Corporate income taxation in Ukraine under the conditions of strengthening international exchange of information
DOI:
https://doi.org/10.26906/EiR.2023.1(88).2874Keywords:
corporate income tax, exchange of tax information, tax evasion, tax control, business purposeAbstract
The article examines the current state of corporate income tax in Ukraine, in particular – categories of tax payers and tax rates applicable to each category, analyses the dynamics of the income tax revenues’ share in GDP and total tax revenues. Current issues of taxation by income tax in the context of strengthening international information exchange and combating tax evasion are considered. In the context of gradual introduction of global practices, tax control over payment of income tax is being strengthened and changes are being implemented into tax legislation. One of the latest changes and risks for taxpayers is the obligation to prepare three-level transfer pricing documentation, which includes local documentation, master file and country-by-country report, enabling tax authorities to obtain information about enterprises that are part of international groups of companies, and their taxable income.

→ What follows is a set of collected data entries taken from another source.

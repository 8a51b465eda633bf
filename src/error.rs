// Copyright (C) 2022-2025 Michael Herstine <sp1ff@pobox.com>
//
// This file is part of gelf-udp.
//
// gelf-udp is free software: you can redistribute it and/or modify it under the terms of the GNU
// General Public License as published by the Free Software Foundation, either version 3 of the
// License, or (at your option) any later version.
//
// gelf-udp is distributed in the hope that it will be useful, but WITHOUT ANY WARRANTY; without
// even the implied warranty of MERCHANTABILITY or FITNESS FOR A PARTICULAR PURPOSE.  See the GNU
// General Public License for more details.
//
// You should have received a copy of the GNU General Public License along with gelf-udp.  If not,
// see <http://www.gnu.org/licenses/>.

//! [gelf-udp](crate) errors

use backtrace::Backtrace;

/// [gelf-udp](crate) error type
///
/// Like its sibling crates, [gelf-udp](crate) eschews libraries like [thiserror], [anyhow] &
/// [Snafu] in favor of a straightforward enumeration with a few match arms chosen on the basis of
/// what the caller will need to respond. Broadly, the variants fall into three classes:
///
/// - configuration errors, returned from [`Client::new`] (the client is not created)
/// - usage errors, returned from [`Client::write`] before any datagram has been sent
/// - transport errors, returned from [`Client::write`] after zero or more chunks of the message
///   have already gone out on the wire
///
/// [thiserror]: https://docs.rs/thiserror
/// [anyhow]: https://docs.rs/anyhow
/// [Snafu]: https://docs.rs/snafu/latest/snafu
/// [`Client::new`]: crate::client::Client::new
/// [`Client::write`]: crate::client::Client::write
#[non_exhaustive]
pub enum Error {
    /// A [`Client`](crate::client::Client) was configured without a packet connection
    NoConnection { back: Backtrace },
    /// The requested gzip compression level is out of range
    BadCompressionLevel { level: i32, back: Backtrace },
    /// Failed to obtain the per-client instance identifier from the OS random source
    NoRandomness {
        source: Box<dyn std::error::Error + Send + Sync + 'static>,
        back: Backtrace,
    },
    /// A non-empty write did not end in a newline
    MissingNewline { back: Backtrace },
    /// The compressed message would need more than the maximum number of chunks
    MessageTooLarge {
        length: usize,
        max: usize,
        back: Backtrace,
    },
    /// The compressor failed
    Compression {
        source: Box<dyn std::error::Error + Send + Sync + 'static>,
        back: Backtrace,
    },
    /// General transport layer error
    Transport {
        source: Box<dyn std::error::Error + Send + Sync + 'static>,
        back: Backtrace,
    },
}

impl Error {
    /// True if this error was produced while constructing a client
    pub fn is_configuration(&self) -> bool {
        matches!(
            self,
            Error::NoConnection { .. }
                | Error::BadCompressionLevel { .. }
                | Error::NoRandomness { .. }
        )
    }
    /// True if this error was produced by a write that never reached the network
    pub fn is_usage(&self) -> bool {
        matches!(
            self,
            Error::MissingNewline { .. } | Error::MessageTooLarge { .. }
        )
    }
    /// True if the underlying packet connection failed; some chunks may already have been sent
    pub fn is_transport(&self) -> bool {
        matches!(self, Error::Transport { .. })
    }
}

impl std::fmt::Display for Error {
    // `Error` is non-exhaustive so that adding variants won't be a breaking change to our
    // callers. That means the compiler won't catch us if we miss a variant here, so we
    // always include a `_` arm.
    #[allow(unreachable_patterns)]
    fn fmt(&self, f: &mut std::fmt::Formatter) -> std::fmt::Result {
        match self {
            Error::NoConnection { .. } => {
                write!(f, "Cannot create a GELF client without a packet connection")
            }
            Error::BadCompressionLevel { level, .. } => {
                write!(f, "Compression level of {} is not a valid gzip level", level)
            }
            Error::NoRandomness { source, .. } => {
                write!(f, "While creating the client instance ID, got {}", source)
            }
            Error::MissingNewline { .. } => write!(f, "Missing newline terminating write"),
            Error::MessageTooLarge { length, max, .. } => write!(
                f,
                "Compressed message exceeds maximum size, {} > {}",
                length, max
            ),
            Error::Compression { source, .. } => write!(f, "Compression error: {}", source),
            Error::Transport { source, .. } => write!(f, "Transport error: {}", source),
            _ => write!(f, "Other gelf-udp error"),
        }
    }
}

impl std::fmt::Debug for Error {
    #[allow(unreachable_patterns)]
    fn fmt(&self, f: &mut std::fmt::Formatter) -> std::fmt::Result {
        match self {
            Error::NoConnection { back } => write!(f, "{}\n{:?}", self, back),
            Error::BadCompressionLevel { back, .. } => write!(f, "{}\n{:?}", self, back),
            Error::NoRandomness { back, .. } => write!(f, "{}\n{:?}", self, back),
            Error::MissingNewline { back } => write!(f, "{}\n{:?}", self, back),
            Error::MessageTooLarge { back, .. } => write!(f, "{}\n{:?}", self, back),
            Error::Compression { back, .. } => write!(f, "{}\n{:?}", self, back),
            Error::Transport { back, .. } => write!(f, "{}\n{:?}", self, back),
            err => write!(f, "gelf-udp error: {}", err),
        }
    }
}

impl std::error::Error for Error {
    #[allow(unreachable_patterns)]
    fn source(&self) -> Option<&(dyn std::error::Error + 'static)> {
        match self {
            Error::NoRandomness { source, .. }
            | Error::Compression { source, .. }
            | Error::Transport { source, .. } => Some(source.as_ref()),
            _ => None,
        }
    }
}

/// Errors surface through [`std::io::Write`] as [`std::io::Error`]s; usage errors map to
/// [`InvalidInput`](std::io::ErrorKind::InvalidInput) & transport errors keep the kind of the
/// underlying I/O failure where there is one.
impl From<Error> for std::io::Error {
    fn from(err: Error) -> Self {
        let kind = match &err {
            Error::MissingNewline { .. } | Error::MessageTooLarge { .. } => {
                std::io::ErrorKind::InvalidInput
            }
            Error::Transport { source, .. } => source
                .downcast_ref::<std::io::Error>()
                .map(|io| io.kind())
                .unwrap_or(std::io::ErrorKind::Other),
            _ => std::io::ErrorKind::Other,
        };
        std::io::Error::new(kind, err)
    }
}

pub type Result<T> = std::result::Result<T, Error>;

The rules for controlled foreign companies in Ukraine provide for a number of new legislative requirements to strengthen control over the payment of corporate income tax. In particular, such rules include the submission of reports, as well as notification to the tax authorities about changes in shares in a controlled foreign company. Council Directive (EU) 2018/822 was developed with the aim of informing tax authorities about cross-border agreements that potentially provide mechanisms for aggressive tax planning and achieving automatic exchange of information between tax authorities of EU member states. Cross-border transactions between several EU countries or between EU countries and non-EU countries (including Ukraine) that meet a number of criteria are subject to mandatory disclosure. The article describes the main content of the concept of business purpose, which is used to prove the reality and economic feasibility of tax payers' reconciliation of transactions with both residents and non-residents. The concept of a business purpose has been actively implemented in transfer pricing. As a result of checking the existence of a business purpose and proving its absence, tax authorities can reduce the costs of the corporate income tax payer and, accordingly, increase the tax base.